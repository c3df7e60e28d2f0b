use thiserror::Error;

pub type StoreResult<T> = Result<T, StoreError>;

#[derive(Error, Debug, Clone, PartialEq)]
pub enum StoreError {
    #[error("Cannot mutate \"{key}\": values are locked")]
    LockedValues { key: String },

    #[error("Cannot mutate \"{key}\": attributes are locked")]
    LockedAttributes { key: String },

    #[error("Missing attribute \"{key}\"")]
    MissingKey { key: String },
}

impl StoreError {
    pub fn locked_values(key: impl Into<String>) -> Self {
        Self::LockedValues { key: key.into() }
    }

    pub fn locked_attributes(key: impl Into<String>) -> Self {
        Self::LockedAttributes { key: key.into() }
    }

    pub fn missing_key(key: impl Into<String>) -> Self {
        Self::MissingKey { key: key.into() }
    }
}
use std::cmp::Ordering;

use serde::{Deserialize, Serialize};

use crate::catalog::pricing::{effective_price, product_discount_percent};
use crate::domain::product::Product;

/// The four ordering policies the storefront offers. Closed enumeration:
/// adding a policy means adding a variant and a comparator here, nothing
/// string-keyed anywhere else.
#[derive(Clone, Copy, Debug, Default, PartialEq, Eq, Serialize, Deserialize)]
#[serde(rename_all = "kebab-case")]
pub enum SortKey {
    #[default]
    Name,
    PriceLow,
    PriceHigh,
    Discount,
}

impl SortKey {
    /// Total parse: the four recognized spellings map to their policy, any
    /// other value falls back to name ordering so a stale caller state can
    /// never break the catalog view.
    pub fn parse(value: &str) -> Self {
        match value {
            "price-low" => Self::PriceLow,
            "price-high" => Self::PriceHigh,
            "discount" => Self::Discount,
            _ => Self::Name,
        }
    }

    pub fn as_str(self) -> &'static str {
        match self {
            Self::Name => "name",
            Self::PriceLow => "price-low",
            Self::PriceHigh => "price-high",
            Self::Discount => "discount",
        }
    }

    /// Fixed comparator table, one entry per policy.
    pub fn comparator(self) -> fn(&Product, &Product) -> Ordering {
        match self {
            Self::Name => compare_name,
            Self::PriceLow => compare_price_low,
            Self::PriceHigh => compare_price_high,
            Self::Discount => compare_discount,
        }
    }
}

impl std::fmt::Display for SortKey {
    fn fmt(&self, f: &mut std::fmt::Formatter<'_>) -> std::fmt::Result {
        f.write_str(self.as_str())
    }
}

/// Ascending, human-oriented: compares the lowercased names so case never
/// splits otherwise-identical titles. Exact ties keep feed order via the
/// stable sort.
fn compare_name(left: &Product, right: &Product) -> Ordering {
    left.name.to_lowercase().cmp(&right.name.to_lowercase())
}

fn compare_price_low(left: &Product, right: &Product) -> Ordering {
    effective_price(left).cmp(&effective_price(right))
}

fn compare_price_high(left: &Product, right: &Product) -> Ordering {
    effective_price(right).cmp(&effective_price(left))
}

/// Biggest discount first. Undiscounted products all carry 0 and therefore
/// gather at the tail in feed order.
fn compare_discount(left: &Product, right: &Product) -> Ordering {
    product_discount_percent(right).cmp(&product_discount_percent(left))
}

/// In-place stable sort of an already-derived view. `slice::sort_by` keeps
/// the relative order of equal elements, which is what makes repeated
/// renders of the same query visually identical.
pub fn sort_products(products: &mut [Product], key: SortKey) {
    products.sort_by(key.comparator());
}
◆ ◆ ◆ ◆ ◆ ◆ ◆
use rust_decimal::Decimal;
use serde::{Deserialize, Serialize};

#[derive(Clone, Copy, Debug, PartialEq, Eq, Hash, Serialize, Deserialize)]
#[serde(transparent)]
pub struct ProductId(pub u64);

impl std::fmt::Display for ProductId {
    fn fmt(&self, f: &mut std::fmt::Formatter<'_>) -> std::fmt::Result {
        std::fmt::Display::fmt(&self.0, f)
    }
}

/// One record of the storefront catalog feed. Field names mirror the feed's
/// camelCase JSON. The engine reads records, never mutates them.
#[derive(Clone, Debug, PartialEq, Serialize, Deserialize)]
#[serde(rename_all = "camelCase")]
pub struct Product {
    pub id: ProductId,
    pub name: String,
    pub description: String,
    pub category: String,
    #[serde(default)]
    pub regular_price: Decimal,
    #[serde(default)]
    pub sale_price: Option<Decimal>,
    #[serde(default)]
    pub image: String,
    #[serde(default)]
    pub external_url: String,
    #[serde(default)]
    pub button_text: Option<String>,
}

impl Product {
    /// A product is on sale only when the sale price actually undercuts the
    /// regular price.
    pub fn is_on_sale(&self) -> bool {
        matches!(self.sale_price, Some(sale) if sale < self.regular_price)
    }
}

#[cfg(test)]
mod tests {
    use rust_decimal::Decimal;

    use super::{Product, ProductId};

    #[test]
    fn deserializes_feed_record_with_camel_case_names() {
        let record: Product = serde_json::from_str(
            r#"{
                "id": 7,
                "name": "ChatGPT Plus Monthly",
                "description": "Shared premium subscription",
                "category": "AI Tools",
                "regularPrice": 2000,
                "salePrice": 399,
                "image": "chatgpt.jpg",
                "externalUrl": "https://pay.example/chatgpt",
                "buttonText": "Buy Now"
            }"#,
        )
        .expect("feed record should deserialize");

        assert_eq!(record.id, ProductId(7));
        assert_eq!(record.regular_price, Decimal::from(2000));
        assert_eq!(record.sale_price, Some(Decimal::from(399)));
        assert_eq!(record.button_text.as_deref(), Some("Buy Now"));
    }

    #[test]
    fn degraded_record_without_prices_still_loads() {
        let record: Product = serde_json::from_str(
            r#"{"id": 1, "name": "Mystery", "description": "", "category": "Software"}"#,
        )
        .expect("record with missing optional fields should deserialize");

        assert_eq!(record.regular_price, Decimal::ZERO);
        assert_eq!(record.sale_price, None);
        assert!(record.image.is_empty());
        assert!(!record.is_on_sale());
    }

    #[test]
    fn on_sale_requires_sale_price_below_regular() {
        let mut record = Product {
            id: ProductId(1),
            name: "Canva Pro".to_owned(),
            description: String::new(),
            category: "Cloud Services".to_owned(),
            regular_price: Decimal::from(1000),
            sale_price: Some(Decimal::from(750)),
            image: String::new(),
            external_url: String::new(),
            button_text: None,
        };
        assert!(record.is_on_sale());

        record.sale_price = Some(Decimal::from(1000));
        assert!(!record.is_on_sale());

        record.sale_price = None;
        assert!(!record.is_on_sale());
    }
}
◆ ◆ ◆ ◆ ◆ ◆ ◆
**Activity**
From the listing above, count every line where the word "identical" occurs; the answer is that number and nothing else.

**Task output**
2